Council scientist Jon Waterhouse, and John Francis, a UN goodwill ambassador and well-travelled environmentalist, are making the trip with Maracle.

“(Francis) can share in other parts of the world this unique way of gathering research through traditional knowledge,” said Rob Rosefeld, who does international development and policy with the council.

Through the Northern Strategy Trust, the territory will give the council about $350,000 over three years.

The project is a partnership between the Yukon, Alaska, the US Geological Survey and 64 First Nations in the Yukon River watershed.

The council is an international non profit group dedicated to the preservation of the Yukon River watershed.

“Organizations and groups come and go,” said Rosefeld.

“We’re not a reactionary group; we’re getting hard science, good information so that community leaders can make good decisions.”

As the territory moves to a better understanding of climate change in the North, basic information like water quality is needed, said Bob Trueleson, water quality manager in the Environment department.

“We’ve only become interested in climate change in the last little while,” he said.

Only sporadic, partial studies of the watershed exist.

The impetus of climate change didn’t exist until recently, said Trueleson.

Most studies were focused not on the watershed but on portions affected by proposed industrial activity or transportation work.

“(The studies) tended to be shortsighted and focused on development, so we only have snapshots,” said Trueleson.

Researchers are beginning to see transformation in the Yukon River.

“Once we know the state of the river, then we can understand what changes are being made,” said Rosefeld.

Major Yukon River tributaries, like the Porcupine, need to be studied to understand just how those changes are made.

“Things live on a narrow threshold in the North,” said Maracle.

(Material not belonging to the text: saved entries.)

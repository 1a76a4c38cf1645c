//! Engine configuration templates (`freshclam.conf`, `clamd.conf`).

use std::fs::{self, OpenOptions};
use std::io::{self, Write};
use std::path::{Path, PathBuf};

use super::Platform;

/// Fallback directory when the platform's preferred one is not writable.
pub const FALLBACK_DIR: &str = "/etc";

/// What: One engine configuration file to generate.
#[derive(Clone, Debug, PartialEq, Eq)]
pub struct EngineConfig {
    /// File name inside the target directory.
    pub name: &'static str,
    /// File contents.
    pub contents: String,
}

/// What: Result of writing one template.
#[derive(Clone, Debug, PartialEq, Eq)]
pub enum TemplateWrite {
    /// File created at this path.
    Created(PathBuf),
    /// A file already existed at this path and was left untouched.
    AlreadyPresent(PathBuf),
    /// Every candidate directory failed.
    Failed {
        /// Template file name.
        name: &'static str,
        /// `(directory, error)` per attempt.
        attempts: Vec<(PathBuf, String)>,
    },
}

/// Updater configuration with platform paths.
#[must_use]
pub fn freshclam_conf(platform: Platform) -> String {
    let db_dir = platform.database_dir().display();
    let log = match platform {
        Platform::Linux => PathBuf::from("/var/log/freshclam.log"),
        Platform::MacOs => platform.log_dir().join("freshclam.log"),
    };
    format!(
        "DatabaseMirror database.clamav.net
UpdateLogFile {log}
LogVerbose false
LogSyslog false
LogFacility LOG_LOCAL6
LogFileMaxSize 2M
LogTime true
Foreground false
Debug false
MaxAttempts 5
DatabaseDirectory {db_dir}
DNSDatabaseInfo current.cvd.clamav.net
ConnectTimeout 30
ReceiveTimeout 30
TestDatabases yes
ScriptedUpdates yes
CompressLocalDatabase no
SafeBrowsing false
Bytecode true
",
        log = log.display(),
    )
}

/// Daemon configuration with platform paths.
#[must_use]
pub fn clamd_conf(platform: Platform) -> String {
    let log = match platform {
        Platform::Linux => PathBuf::from("/var/log/clamd.log"),
        Platform::MacOs => platform.log_dir().join("clamd.log"),
    };
    format!(
        "LogFile {log}
LogTime true
LogVerbose false
ExtendedDetectionInfo true
LogClean false
LogSyslog false
DetectPUA false
ScanPE true
ScanELF true
DetectBrokenExecutables false
ScanOLE2 true
ScanPDF true
ScanSWF true
ScanXMLDOCS true
ScanHWP3 true
ScanMail true
PhishingSignatures true
PhishingScanURLs true
ScanHTML true
ScanArchive true
",
        log = log.display(),
    )
}

/// Both templates for `platform`.
#[must_use]
pub fn engine_configs(platform: Platform) -> [EngineConfig; 2] {
    [
        EngineConfig {
            name: "freshclam.conf",
            contents: freshclam_conf(platform),
        },
        EngineConfig {
            name: "clamd.conf",
            contents: clamd_conf(platform),
        },
    ]
}

/// What: Create `dir/name` without ever replacing an existing file.
///
/// Output:
/// - `Ok(true)` when created, `Ok(false)` when a file was already present.
fn create_new(dir: &Path, config: &EngineConfig) -> io::Result<bool> {
    fs::create_dir_all(dir)?;
    let path = dir.join(config.name);
    match OpenOptions::new().write(true).create_new(true).open(&path) {
        Ok(mut file) => {
            file.write_all(config.contents.as_bytes())?;
            Ok(true)
        }
        Err(e) if e.kind() == io::ErrorKind::AlreadyExists => Ok(false),
        Err(e) => Err(e),
    }
}

/// What: Write each template into the first directory that accepts it.
///
/// Inputs:
/// - `configs`: Templates to write.
/// - `dirs`: Candidate directories in preference order.
///
/// Output:
/// - One [`TemplateWrite`] per template.
///
/// Details:
/// - An existing file in any candidate directory stops the search for that template.
#[must_use]
pub fn write_configs_in(configs: &[EngineConfig], dirs: &[&Path]) -> Vec<TemplateWrite> {
    configs
        .iter()
        .map(|config| {
            let mut attempts = Vec::new();
            for dir in dirs {
                match create_new(dir, config) {
                    Ok(true) => {
                        tracing::info!(dir = %dir.display(), name = config.name, "[Setup] template written");
                        return TemplateWrite::Created(dir.join(config.name));
                    }
                    Ok(false) => return TemplateWrite::AlreadyPresent(dir.join(config.name)),
                    Err(e) => {
                        tracing::warn!(dir = %dir.display(), name = config.name, error = %e, "[Setup] template write failed");
                        attempts.push((dir.to_path_buf(), e.to_string()));
                    }
                }
            }
            TemplateWrite::Failed {
                name: config.name,
                attempts,
            }
        })
        .collect()
}

/// What: Write both engine templates for `platform`.
///
/// Output:
/// - Results for `freshclam.conf` and `clamd.conf`, tried in the platform's
///   template directory first and `/etc` second.
#[must_use]
pub fn write_engine_configs(platform: Platform) -> Vec<TemplateWrite> {
    let dirs = [platform.template_dir(), Path::new(FALLBACK_DIR)];
    write_configs_in(&engine_configs(platform), &dirs)
}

With a one-degree rise in temperature, permafrost melts and microbe material in the soil wakes up.

The dissolved organic carbon — the basic building block of fish habitat— in the water is decreasing.

“The Yukon River is the biggest exporter of dissolved organic carbon for the entire Circumpolar North,” said Maracle.

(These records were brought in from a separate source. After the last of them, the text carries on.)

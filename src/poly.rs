// Copyright 2020-2026 the eppaurora developers
// Licensed under the GPL version 3.

/*! Polynomial expansion of the Fang-family model coefficients.

The Fang parametrizations tabulate, for each term of the dissipation function
`f(y)`, four polynomial coefficients `P_ij` such that the model coefficient
for a particle of characteristic energy *E* [keV] is

```text
C_i(E) = exp(P_i0 + P_i1 ln E + P_i2 ln²E + P_i3 ln³E)
```

(Fang et al. 2008, Eq. (7); 2010, Eq. (5); 2013, Eqs. (6)–(7)). The tables
below are transcribed verbatim from the papers; rows are model terms, columns
are ascending polynomial degree. They are fixed physical fit constants and
are never mutated at runtime.

*/

use ndarray::{Array2, ArrayView1};

/// Coefficients of Fang et al. (2008), Table 1 (Maxwellian electrons).
pub static POLY_F2008: [[f64; 4]; 8] = [
    [3.49979e-1, -6.18200e-2, -4.08124e-2, 1.65414e-2],
    [5.85425e-1, -5.00793e-2, 5.69309e-2, -4.02491e-3],
    [1.69692e-1, -2.58981e-2, 1.96822e-2, 1.20505e-3],
    [-1.22271e-1, -1.15532e-2, 5.37951e-6, 1.20189e-3],
    [1.57018, 2.87896e-1, -4.14857e-1, 5.18158e-2],
    [8.83195e-1, 4.31402e-2, -8.33599e-2, 1.02515e-2],
    [1.90953, -4.74704e-2, -1.80200e-1, 2.46652e-2],
    [-1.29566, -2.10952e-1, 2.73106e-1, -2.92752e-2],
];

/// Coefficients of Fang et al. (2010), Table 1 (mono-energetic electrons).
pub static POLY_F2010: [[f64; 4]; 8] = [
    [1.24616e+0, 1.45903e+0, -2.42269e-1, 5.95459e-2],
    [2.23976e+0, -4.22918e-7, 1.36458e-2, 2.53332e-3],
    [1.41754e+0, 1.44597e-1, 1.70433e-2, 6.39717e-4],
    [2.48775e-1, -1.50890e-1, 6.30894e-9, 1.23707e-3],
    [-4.65119e-1, -1.05081e-1, -8.95701e-2, 1.22450e-2],
    [3.86019e-1, 1.75430e-3, -7.42960e-4, 4.60881e-4],
    [-6.45454e-1, 8.49555e-4, -4.28581e-2, -2.99302e-3],
    [9.48930e-1, 1.97385e-1, -2.50660e-3, -2.06938e-3],
];

/// Coefficients of Fang et al. (2013), Table 1 (mono-energetic protons).
pub static POLY_F2013: [[f64; 4]; 12] = [
    [2.55050e+0, 2.69476e-1, -2.58425e-1, 4.43190e-2],
    [6.39287e-1, -1.85817e-1, -3.15636e-2, 1.01370e-2],
    [1.63996e+0, 2.43580e-1, 4.29873e-2, 3.77803e-2],
    [-2.13479e-1, 1.42464e-1, 1.55840e-2, 1.97407e-3],
    [-1.65764e-1, 3.39654e-1, -9.87971e-3, 4.02411e-3],
    [-3.59358e-2, 2.50330e-2, -3.29365e-2, 5.08057e-3],
    [-6.26528e-1, 1.46865e+0, 2.51853e-1, -4.57132e-2],
    [1.01384e+0, 5.94301e-2, -3.27839e-2, 3.42688e-3],
    [-1.29454e-6, -1.43623e-1, 2.82583e-1, 8.29809e-2],
    [-1.18622e-1, 1.79191e-1, 6.49171e-2, -3.99715e-3],
    [2.94890e+0, -5.75821e-1, 2.48563e-2, 8.31078e-2],
    [-1.89515e-1, 3.53452e-2, 7.77964e-2, -4.06034e-3],
];

/// Evaluate a cubic with ascending coefficients `[c0, c1, c2, c3]` at `x`.
///
/// Horner form, proceeding from the highest-degree term.
pub fn eval_cubic(row: &[f64; 4], x: f64) -> f64 {
    ((row[3] * x + row[2]) * x + row[1]) * x + row[0]
}

/// Expand a coefficient table into the per-row model coefficients
/// `C_i(E) = exp(P_i(ln E))` for one energy [keV].
pub fn model_coefficients<const R: usize>(pij: &[[f64; 4]; R], energy: f64) -> [f64; R] {
    let x = energy.ln();
    let mut cs = [0_f64; R];

    for (c, row) in cs.iter_mut().zip(pij.iter()) {
        *c = eval_cubic(row, x).exp();
    }

    cs
}

/// Expand a coefficient table over an energy grid, yielding an (R, M) array
/// with one column of model coefficients per energy sample.
///
/// This is the explicit-loop form of the vectorized coefficient evaluation;
/// the row count and polynomial degree are compile-time constants, so no
/// dynamic shape checks are needed.
pub fn model_coefficients_grid<const R: usize>(
    pij: &[[f64; 4]; R],
    energies: ArrayView1<f64>,
) -> Array2<f64> {
    let mut out = Array2::zeros((R, energies.len()));

    for (j, &en) in energies.iter().enumerate() {
        let cs = model_coefficients(pij, en);
        for (i, &c) in cs.iter().enumerate() {
            out[[i, j]] = c;
        }
    }

    out
}

#[cfg(test)]
mod tests {
    use ndarray::Array1;

    use super::{eval_cubic, model_coefficients, model_coefficients_grid, POLY_F2010, POLY_F2013};

    #[test]
    fn test_cubic_at_zero_is_constant_term() {
        for row in POLY_F2010.iter().chain(POLY_F2013.iter()) {
            assert_eq!(eval_cubic(row, 0.), row[0]);
        }
    }

    #[test]
    fn test_coefficients_at_unit_energy() {
        // ln(1) = 0, so each coefficient reduces to exp(c0) exactly.
        let cs = model_coefficients(&POLY_F2010, 1.);
        for (c, row) in cs.iter().zip(POLY_F2010.iter()) {
            assert_eq!(*c, row[0].exp());
        }
    }

    #[test]
    fn test_grid_matches_scalar_expansion() {
        let ens = Array1::from_vec(vec![0.1, 1., 10., 100.]);
        let grid = model_coefficients_grid(&POLY_F2010, ens.view());
        assert_eq!(grid.shape(), &[8, 4]);

        for (j, &en) in ens.iter().enumerate() {
            let cs = model_coefficients(&POLY_F2010, en);
            for (i, &c) in cs.iter().enumerate() {
                assert_eq!(grid[[i, j]], c);
            }
        }
    }
}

“If that changes, it’s going to affect fish runs, how productive fisheries are, and basic growing seasons.”

The further north one goes, the more tangible are the effects of climate change, said Trueleson.

Melting permafrost can have significant influence on water quality, and the territory wants to know just how bad it could get.

The changes can rattle the food chain, said Trueleson.

“It’ll have an impact right through the food chain,” he said.

“Already algae blooms have been found in the mid-Yukon River basin.”

Algae blooms contribute to the decline of aquatic life like fish and insects by increasing the bacteria and sucking up oxygen in the water.

The tributaries carry sediment into the Yukon River.

Nitrate levels are up in certain areas, which could be caused by a number of factors.

It could be agricultural runoff, a toxic spill, mine tailings leeching or simply melting permafrost.

Researchers usually rely on the three Ms to determine what caused chemical changes: municipal waste, mining and military.

“We can’t say it’s one thing,” said Maracle.

The eight-year project establishes community-based work to serve communities well into the future.

In the short term, the territory wants to train people in communities along the river to sustain monitoring activities.

Specialized water-quality training will take place in communities like Teslin, Mayo, Dawson, Carcross and Carmacks.

“We don’t have regular technicians in these areas — we have two in Whitehorse, so we’re spread thin,” said Trueleson.